Limite au secret professionnel de l'avocat

Mots-clefs : Avocat, Secret professionnel (violation, non, sphère privée)

Les informations recueillies par un avocat à la faveur de ses liens d'amitié avec les auteurs présumés d'infractions pénales ne sont pas couvertes par le secret professionnel.

Dans un arrêt du 2 mars 2010, la chambre criminelle statue sur affaire mettant en cause des informations recueillies à titre personnel par un avocat. En l'espèce, une avocate avait recruté une collaboratrice en 2003. Des liens d'amitié se nouèrent et la première fut amenée à connaître les membres de la famille de la seconde. Les relations entre les deux avocates se dégradèrent et la première porta à la connaissance du bâtonnier de l'ordre l'existence, selon elle, d'un trafic d'œuvres d'art contrefaites auquel participait sa collaboratrice, le frère ainsi que la mère de cette dernière. Ces informations furent transmises au ministère public et une information du chef de contrefaçon, escroquerie en bande organisée, recel et association de malfaiteurs fut ouverte. Le frère de la collaboratrice, mis en examen, contesta la validité de la procédure, invoquant que celle-ci avait pour fondement une violation du secret professionnel. Sa requête fut rejetée au fond.

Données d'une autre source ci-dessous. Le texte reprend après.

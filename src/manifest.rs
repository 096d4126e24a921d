//! Release manifests and the hash-addressed download layout.
//!
//! A release manifest maps fragment names to the files they contain:
//!
//! ```json
//! {
//!   "main": {
//!     "Files": {
//!       "data/SmileyCategories.d2o": { "Hash": "ebe6...", "Size": 14268822 }
//!     }
//!   }
//! }
//! ```
//!
//! Every file is served from `{base}/{game}/hashes/{hash[0..2]}/{hash}`.
//! [`plan_transfers`] turns a manifest into one [`TransferRequest`] per file.

use std::collections::{BTreeMap, HashSet};
use std::path::{Component, Path, PathBuf};

use serde::Deserialize;
use thiserror::Error;
use tracing::{debug, instrument, warn};
use url::Url;

use crate::download::TransferRequest;

/// Errors raised while loading or planning a release manifest.
#[derive(Debug, Error)]
pub enum ManifestError {
    /// The manifest file could not be read.
    #[error("cannot read manifest {path}: {source}")]
    Read {
        /// Manifest location.
        path: PathBuf,
        /// The underlying IO error.
        #[source]
        source: std::io::Error,
    },

    /// The manifest is not valid JSON of the expected shape.
    #[error("invalid manifest {origin}: {source}")]
    Parse {
        /// Where the manifest came from.
        origin: String,
        /// The underlying JSON error.
        #[source]
        source: serde_json::Error,
    },

    /// The download base URL cannot be parsed.
    #[error("invalid base URL: {url}")]
    InvalidBaseUrl {
        /// The rejected URL.
        url: String,
    },

    /// A file's hash is too short or not hex.
    #[error("invalid hash {hash:?} for {file}")]
    InvalidHash {
        /// Manifest path of the file.
        file: String,
        /// The rejected hash.
        hash: String,
    },

    /// A file path is absolute or climbs out of the output directory.
    #[error("file path {file} escapes the output directory")]
    UnsafePath {
        /// Manifest path of the file.
        file: String,
    },
}

/// One file of a fragment.
#[derive(Debug, Clone, PartialEq, Eq, Deserialize)]
pub struct FileEntry {
    /// Content digest, hex.
    #[serde(rename = "Hash")]
    pub hash: String,
    /// Size in bytes.
    #[serde(rename = "Size")]
    pub size: u64,
}

/// A named group of files.
#[derive(Debug, Clone, Default, PartialEq, Eq, Deserialize)]
pub struct Fragment {
    /// Files keyed by their path relative to the game directory.
    #[serde(rename = "Files", default)]
    pub files: BTreeMap<String, FileEntry>,
}

/// A release: fragments keyed by name.
#[derive(Debug, Clone, Default, PartialEq, Eq, Deserialize)]
#[serde(transparent)]
pub struct Release {
    /// Fragments keyed by name.
    pub fragments: BTreeMap<String, Fragment>,
}

impl Release {
    /// Parses a manifest; `origin` names it in error messages.
    ///
    /// # Errors
    ///
    /// Returns [`ManifestError::Parse`] if `text` is not a valid manifest.
    pub fn from_json(text: &str, origin: &str) -> Result<Self, ManifestError> {
        serde_json::from_str(text).map_err(|source| ManifestError::Parse {
            origin: origin.to_string(),
            source,
        })
    }

    /// Reads and parses the manifest at `path`.
    ///
    /// # Errors
    ///
    /// Returns [`ManifestError::Read`] if the file cannot be read and
    /// [`ManifestError::Parse`] if it is not a valid manifest.
    #[instrument(skip_all, fields(path = %path.display()))]
    pub async fn load(path: &Path) -> Result<Self, ManifestError> {
        let text = tokio::fs::read_to_string(path)
            .await
            .map_err(|source| ManifestError::Read {
                path: path.to_path_buf(),
                source,
            })?;
        let release = Self::from_json(&text, &path.display().to_string())?;
        debug!(
            fragments = release.fragments.len(),
            files = release.file_count(),
            bytes = release.total_size(),
            "manifest loaded"
        );
        Ok(release)
    }

    /// Iterates `(fragment, file path, entry)` in fragment then path order.
    pub fn files(&self) -> impl Iterator<Item = (&str, &str, &FileEntry)> {
        self.fragments.iter().flat_map(|(fragment, content)| {
            content
                .files
                .iter()
                .map(move |(name, entry)| (fragment.as_str(), name.as_str(), entry))
        })
    }

    /// Number of file entries across all fragments.
    #[must_use]
    pub fn file_count(&self) -> usize {
        self.fragments.values().map(|fragment| fragment.files.len()).sum()
    }

    /// Sum of all file sizes.
    #[must_use]
    pub fn total_size(&self) -> u64 {
        self.files().map(|(_, _, entry)| entry.size).sum()
    }
}

/// The `{base}/{game}/hashes/{hash[0..2]}/{hash}` URL scheme.
#[derive(Debug, Clone, PartialEq, Eq)]
pub struct HashAddressing {
    base: String,
    game: String,
}

impl HashAddressing {
    /// Creates the scheme for `game` under `base_url`.
    ///
    /// # Errors
    ///
    /// Returns [`ManifestError::InvalidBaseUrl`] if `base_url` is not an
    /// absolute http(s) URL.
    pub fn new(base_url: &str, game: impl Into<String>) -> Result<Self, ManifestError> {
        let parsed = Url::parse(base_url).map_err(|_| ManifestError::InvalidBaseUrl {
            url: base_url.to_string(),
        })?;
        if !matches!(parsed.scheme(), "http" | "https") {
            return Err(ManifestError::InvalidBaseUrl {
                url: base_url.to_string(),
            });
        }
        Ok(Self {
            base: base_url.trim_end_matches('/').to_string(),
            game: game.into(),
        })
    }

    /// URL of the content with digest `hash`, or `None` if the hash is shorter
    /// than two ASCII characters.
    #[must_use]
    pub fn url_for(&self, hash: &str) -> Option<String> {
        let prefix = hash.get(..2)?;
        Some(format!(
            "{}/{}/hashes/{prefix}/{hash}",
            self.base, self.game
        ))
    }
}

/// A manifest entry ready to be transferred.
#[derive(Debug, Clone, PartialEq, Eq)]
pub struct PlannedFile {
    /// Fragment the file belongs to.
    pub fragment: String,
    /// Path as written in the manifest.
    pub name: String,
    /// Transfer descriptor.
    pub request: TransferRequest,
}

/// Maps every manifest entry to a transfer into `output_dir`.
///
/// Hashes are lowercased. When several fragments list the same path, the
/// first one (in fragment order) wins.
///
/// # Errors
///
/// Returns [`ManifestError::UnsafePath`] for absolute paths or paths with
/// `..`, and [`ManifestError::InvalidHash`] for hashes that are not hex or
/// shorter than two characters.
#[instrument(skip_all, fields(output_dir = %output_dir.display()))]
pub fn plan_transfers(
    release: &Release,
    addressing: &HashAddressing,
    output_dir: &Path,
) -> Result<Vec<PlannedFile>, ManifestError> {
    let mut seen = HashSet::new();
    let mut planned = Vec::with_capacity(release.file_count());

    for (fragment, name, entry) in release.files() {
        let relative = safe_relative_path(name).ok_or_else(|| ManifestError::UnsafePath {
            file: name.to_string(),
        })?;
        let hash = entry.hash.to_ascii_lowercase();
        let url = is_hex(&hash)
            .then(|| addressing.url_for(&hash))
            .flatten()
            .ok_or_else(|| ManifestError::InvalidHash {
                file: name.to_string(),
                hash: entry.hash.clone(),
            })?;

        if !seen.insert(relative.clone()) {
            warn!(fragment, file = name, "duplicate file path, keeping first entry");
            continue;
        }

        planned.push(PlannedFile {
            fragment: fragment.to_string(),
            name: name.to_string(),
            request: TransferRequest::new(url, output_dir.join(&relative), hash, entry.size),
        });
    }

    debug!(files = planned.len(), "transfers planned");
    Ok(planned)
}

fn is_hex(hash: &str) -> bool {
    !hash.is_empty() && hash.bytes().all(|byte| byte.is_ascii_hexdigit())
}

/// Normal components only; `.` is dropped, anything else rejects the path.
fn safe_relative_path(name: &str) -> Option<PathBuf> {
    let mut relative = PathBuf::new();
    for component in Path::new(name).components() {
        match component {
            Component::Normal(part) => relative.push(part),
            Component::CurDir => {}
            Component::ParentDir | Component::RootDir | Component::Prefix(_) => return None,
        }
    }
    (!relative.as_os_str().is_empty()).then_some(relative)
}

La question posée à la chambre criminelle était celle de la frontière du secret professionnel imposé à l'avocat. La Haute cour s'appuie ici sur les constatations des juges du fond — l'avocate a eu connaissance des éléments qu'elle relate à la faveur des liens d'amitié qui s'étaient noués avec sa collaboratrice, les faits ne pouvant être rattachés à l'exercice par celle-ci de la profession d'avocat — pour en déduire que « l'avocat n'était pas dépositaire, par son état ou par sa profession, des informations divulguées », et que la chambre de l'instruction a justifié sa décision.

En principe, l'auxiliaire de justice n'est tenu au secret qu'en ce qui concerne les informations dont il est dépositaire « par état ou par profession » (art. 226-13 du Code pénal). Ce qui signifie que l'obligation de l'avocat cesse dès lors qu'il n'est plus dans l'exercice de son activité de défense ou de conseil (v. Civ. 2e, 21 juin 1973, pour des propos tenus à une avocate, amie du ménage, par une femme en instance de divorce, considérés comme non couverts par le secret professionnel). Le secret professionnel, dont la violation est pénalement sanctionnée, protège l'idéal démocratique que constitue la possibilité offerte à toute personne d'être effectivement défendue. Il ne se justifie plus dès lors que l'avocat sort de sa sphère professionnelle.

Crim. 2 mars 2010, n° 09-88.453, F-P+F

Références

■ Collaboration

« Contrat écrit par lequel un avocat s’engage à exercer tout ou partie de son activité dans le cabinet d’un autre avocat, contre une rémunération sous la forme d’une rétrocession d’honoraires. L’avocat collaborateur demeure maître de l’argumentation qu’il développe. »

■ Bâtonnier

« Chef élu d’un barreau pour une durée de deux ans. Il préside le conseil de l’Ordre des avocats et exerce des fonctions administratives et disciplinaires. »

■ Secret professionnel

« Obligation dont le respect est sanctionné par la loi pénale, imposant à certains professionnels de taire les confidences recueillies au cours de l’exercice de leur profession.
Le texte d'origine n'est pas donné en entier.